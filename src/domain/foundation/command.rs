//! Command metadata carried through every handler.
//!
//! Handlers accept a single `CommandMetadata` instead of loose
//! `user_id` / `correlation_id` parameters, and stamp it onto the
//! events they publish.

use serde::{Deserialize, Serialize};
use uuid::Uuid;

use super::{EventEnvelope, UserId};

/// Metadata context for command handlers.
#[derive(Debug, Clone, PartialEq, Eq, Serialize, Deserialize)]
pub struct CommandMetadata {
    /// The user performing the interaction.
    pub user_id: UserId,

    /// Links related operations across a single user interaction.
    #[serde(skip_serializing_if = "Option::is_none")]
    correlation_id: Option<String>,
}

impl CommandMetadata {
    /// Creates new command metadata for the given user.
    pub fn new(user_id: UserId) -> Self {
        Self {
            user_id,
            correlation_id: None,
        }
    }

    /// Builder: Add correlation ID for request tracing.
    pub fn with_correlation_id(mut self, id: impl Into<String>) -> Self {
        self.correlation_id = Some(id.into());
        self
    }

    /// Returns the correlation ID, generating one if absent.
    pub fn correlation_id(&self) -> String {
        self.correlation_id
            .clone()
            .unwrap_or_else(|| Uuid::new_v4().to_string())
    }

    /// Stamps correlation and user context onto an outgoing event.
    pub fn stamp(&self, envelope: EventEnvelope) -> EventEnvelope {
        envelope
            .with_correlation_id(self.correlation_id())
            .with_user_id(self.user_id.to_string())
    }
}
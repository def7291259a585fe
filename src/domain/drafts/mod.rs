//! Draft domain module.
//!
//! Transient form state that exists only while its panel is open: the
//! inline comment box on an answer, the ask-question modal, and the
//! new-discussion form on the forum.

mod comment_draft;
mod errors;
mod post_draft;
mod question_draft;

pub use comment_draft::{CommentDraft, DraftStatus, FinalizedComment};
pub use errors::DraftError;
pub use post_draft::{ForumPost, NewPostDraft};
pub use question_draft::{
    NewQuestionDraft, QuestionSubmission, MAX_VISIBLE_SUGGESTIONS, SUGGESTED_TAGS,
};
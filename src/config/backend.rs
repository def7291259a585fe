//! Community backend configuration

use secrecy::Secret;
use serde::Deserialize;
use std::time::Duration;

use super::error::ValidationError;
use crate::adapters::HttpBackendConfig;

/// Upper bound for `max_retries`.
const MAX_RETRIES_LIMIT: u32 = 10;

/// Which community backend to talk to
#[derive(Debug, Clone, Copy, Deserialize, PartialEq, Eq, Default)]
#[serde(rename_all = "snake_case")]
pub enum BackendMode {
    /// Seeded in-process backend (demo and tests)
    #[default]
    InMemory,
    /// Remote community service over HTTP
    Http,
}

/// Community backend configuration
#[derive(Debug, Clone, Deserialize)]
pub struct BackendConfig {
    #[serde(default)]
    pub mode: BackendMode,

    /// Service root, required in HTTP mode
    pub base_url: Option<String>,

    /// Bearer token for the service
    pub api_token: Option<Secret<String>>,

    /// Request timeout in seconds
    #[serde(default = "default_timeout")]
    pub timeout_secs: u64,

    /// Maximum retries on transient failures
    #[serde(default = "default_retries")]
    pub max_retries: u32,

    /// First retry delay in milliseconds
    #[serde(default = "default_retry_base_delay")]
    pub retry_base_delay_ms: u64,
}

impl BackendConfig {
    /// Get timeout as Duration
    pub fn timeout(&self) -> Duration {
        Duration::from_secs(self.timeout_secs)
    }

    pub fn is_http(&self) -> bool {
        self.mode == BackendMode::Http
    }

    /// Settings for the HTTP adapter, or `None` without a base URL.
    pub fn http_config(&self) -> Option<HttpBackendConfig> {
        let base_url = self.base_url.as_deref()?;
        let mut http = HttpBackendConfig::new(base_url)
            .with_timeout(self.timeout())
            .with_max_retries(self.max_retries)
            .with_retry_base_delay(Duration::from_millis(self.retry_base_delay_ms));
        if let Some(token) = &self.api_token {
            http = http.with_api_token(token.clone());
        }
        Some(http)
    }

    /// Validate backend configuration
    pub fn validate(&self) -> Result<(), ValidationError> {
        if self.is_http() {
            let url = self
                .base_url
                .as_deref()
                .ok_or(ValidationError::MissingRequired("BACKEND__BASE_URL"))?;
            if !url.starts_with("http://") && !url.starts_with("https://") {
                return Err(ValidationError::InvalidBackendUrl);
            }
        }
        if self.timeout_secs == 0 || self.timeout_secs > 300 {
            return Err(ValidationError::InvalidTimeout);
        }
        if self.max_retries > MAX_RETRIES_LIMIT {
            return Err(ValidationError::TooManyRetries);
        }
        Ok(())
    }
}

impl Default for BackendConfig {
    fn default() -> Self {
        Self {
            mode: BackendMode::default(),
            base_url: None,
            api_token: None,
            timeout_secs: default_timeout(),
            max_retries: default_retries(),
            retry_base_delay_ms: default_retry_base_delay(),
        }
    }
}

fn default_timeout() -> u64 {
    10
}

fn default_retries() -> u32 {
    3
}

fn default_retry_base_delay() -> u64 {
    250
}

#[cfg(test)]
mod tests {
    use super::*;

    fn http(url: &str) -> BackendConfig {
        BackendConfig {
            mode: BackendMode::Http,
            base_url: Some(url.to_string()),
            ..Default::default()
        }
    }

    #[test]
    fn test_backend_defaults() {
        let config = BackendConfig::default();
        assert_eq!(config.mode, BackendMode::InMemory);
        assert_eq!(config.timeout_secs, 10);
        assert_eq!(config.max_retries, 3);
        assert!(config.validate().is_ok());
    }

    #[test]
    fn test_http_mode_requires_url() {
        let config = BackendConfig {
            mode: BackendMode::Http,
            ..Default::default()
        };
        assert_eq!(
            config.validate(),
            Err(ValidationError::MissingRequired("BACKEND__BASE_URL"))
        );
    }

    #[test]
    fn test_http_url_scheme() {
        assert_eq!(
            http("ftp://api.aquaveda.org").validate(),
            Err(ValidationError::InvalidBackendUrl)
        );
        assert!(http("https://api.aquaveda.org").validate().is_ok());
    }

    #[test]
    fn test_retry_and_timeout_bounds() {
        let mut config = http("https://api.aquaveda.org");
        config.max_retries = 11;
        assert_eq!(config.validate(), Err(ValidationError::TooManyRetries));

        config.max_retries = 2;
        config.timeout_secs = 0;
        assert_eq!(config.validate(), Err(ValidationError::InvalidTimeout));
    }

    #[test]
    fn test_http_config_conversion() {
        let mut config = http("https://api.aquaveda.org/");
        config.timeout_secs = 5;
        config.retry_base_delay_ms = 100;

        let http = config.http_config().unwrap();
        assert_eq!(http.base_url, "https://api.aquaveda.org");
        assert_eq!(http.timeout, Duration::from_secs(5));
        assert_eq!(http.retry_base_delay, Duration::from_millis(100));
        assert!(BackendConfig::default().http_config().is_none());
    }

    #[test]
    fn test_mode_deserialization() {
        let config: BackendConfig =
            serde_json::from_str(r#"{"mode": "http", "base_url": "http://localhost:8080"}"#).unwrap();
        assert!(config.is_http());
    }
}
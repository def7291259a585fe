//! Community backend adapters.

mod http;
mod in_memory;

pub use http::{HttpBackendConfig, HttpCommunityBackend};
pub use in_memory::InMemoryCommunityBackend;
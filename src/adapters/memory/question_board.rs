//! In-memory question board.
//!
//! Owns every question thread shown on the page. Insertion order is kept
//! so that newly asked questions appear first.

use async_trait::async_trait;
use tokio::sync::RwLock;

use crate::domain::foundation::{AnswerId, DomainError, QuestionId};
use crate::domain::qna::{Question, QuestionThread};
use crate::ports::QuestionRepository;

/// Question threads held in memory, newest first.
#[derive(Debug, Default)]
pub struct InMemoryQuestionRepository {
    threads: RwLock<Vec<QuestionThread>>,
}

impl InMemoryQuestionRepository {
    pub fn new() -> Self {
        Self::default()
    }

    /// A board pre-filled with `threads`, kept in the given order.
    pub fn with_threads(threads: Vec<QuestionThread>) -> Self {
        Self {
            threads: RwLock::new(threads),
        }
    }

    pub async fn len(&self) -> usize {
        self.threads.read().await.len()
    }

    pub async fn is_empty(&self) -> bool {
        self.threads.read().await.is_empty()
    }
}

#[async_trait]
impl QuestionRepository for InMemoryQuestionRepository {
    async fn find_thread(&self, id: &QuestionId) -> Result<Option<QuestionThread>, DomainError> {
        Ok(self
            .threads
            .read()
            .await
            .iter()
            .find(|t| t.id() == id)
            .cloned())
    }

    async fn find_thread_by_answer(
        &self,
        answer_id: &AnswerId,
    ) -> Result<Option<QuestionThread>, DomainError> {
        Ok(self
            .threads
            .read()
            .await
            .iter()
            .find(|t| t.contains_answer(answer_id))
            .cloned())
    }

    async fn list_questions(&self) -> Result<Vec<Question>, DomainError> {
        Ok(self
            .threads
            .read()
            .await
            .iter()
            .map(|t| t.question().clone())
            .collect())
    }

    async fn save_thread(&self, thread: &QuestionThread) -> Result<(), DomainError> {
        let mut threads = self.threads.write().await;
        match threads.iter_mut().find(|t| t.id() == thread.id()) {
            Some(existing) => *existing = thread.clone(),
            None => threads.insert(0, thread.clone()),
        }
        Ok(())
    }
}
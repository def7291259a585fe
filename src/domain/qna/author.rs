//! Author summary shown on question and answer cards.

use serde::{Deserialize, Serialize};

/// Display information about whoever wrote a question or answer.
#[derive(Debug, Clone, PartialEq, Eq, Serialize, Deserialize)]
pub struct Author {
    pub name: String,

    /// Professional title ("Water Systems Engineer").
    #[serde(default)]
    pub title: String,

    /// Areas of expertise; the first one is shown as a badge.
    #[serde(default)]
    pub expertise: Vec<String>,

    /// Community reputation points, shown on answers.
    #[serde(default)]
    pub reputation: Option<u32>,
}

impl Author {
    pub fn new(name: impl Into<String>, title: impl Into<String>) -> Self {
        Self {
            name: name.into(),
            title: title.into(),
            expertise: Vec::new(),
            reputation: None,
        }
    }

    pub fn with_expertise(mut self, expertise: Vec<String>) -> Self {
        self.expertise = expertise;
        self
    }

    pub fn with_reputation(mut self, reputation: u32) -> Self {
        self.reputation = Some(reputation);
        self
    }

    /// Avatar initials: first letter of the first two name words that
    /// start with a letter, skipping honorifics such as "Dr." or "Prof.".
    pub fn initials(&self) -> String {
        self.name
            .split_whitespace()
            .filter(|word| !word.ends_with('.'))
            .filter_map(|word| word.chars().find(|c| c.is_alphabetic()))
            .take(2)
            .flat_map(|c| c.to_uppercase())
            .collect()
    }

    /// The badge shown next to the name, if any.
    pub fn headline_expertise(&self) -> Option<&str> {
        self.expertise.first().map(String::as_str)
    }
}

#[cfg(test)]
mod tests {
    use super::*;

    #[test]
    fn initials_take_first_two_words() {
        assert_eq!(Author::new("Mike Thompson", "").initials(), "MT");
    }

    #[test]
    fn initials_skip_honorifics() {
        assert_eq!(Author::new("Dr. Sarah Chen", "").initials(), "SC");
        assert_eq!(Author::new("Prof. Elena Rodriguez", "").initials(), "ER");
    }

    #[test]
    fn initials_of_single_word_handle() {
        assert_eq!(Author::new("EcoEngineer", "").initials(), "E");
    }

    #[test]
    fn headline_expertise_is_first_entry() {
        let author = Author::new("Mike Thompson", "Project Manager")
            .with_expertise(vec!["Greywater".into(), "Economics".into()]);
        assert_eq!(author.headline_expertise(), Some("Greywater"));
        assert_eq!(Author::new("x", "y").headline_expertise(), None);
    }
}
● ● ●
§ **Task prompt**: Whenever the string "https" shows up in a line of the entries, copy that line.

§ **Solution**:
            if !url.starts_with("http://") && !url.starts_with("https://") {
        assert!(http("https://api.aquaveda.org").validate().is_ok());
        let mut config = http("https://api.aquaveda.org");
        let mut config = http("https://api.aquaveda.org/");
        assert_eq!(http.base_url, "https://api.aquaveda.org");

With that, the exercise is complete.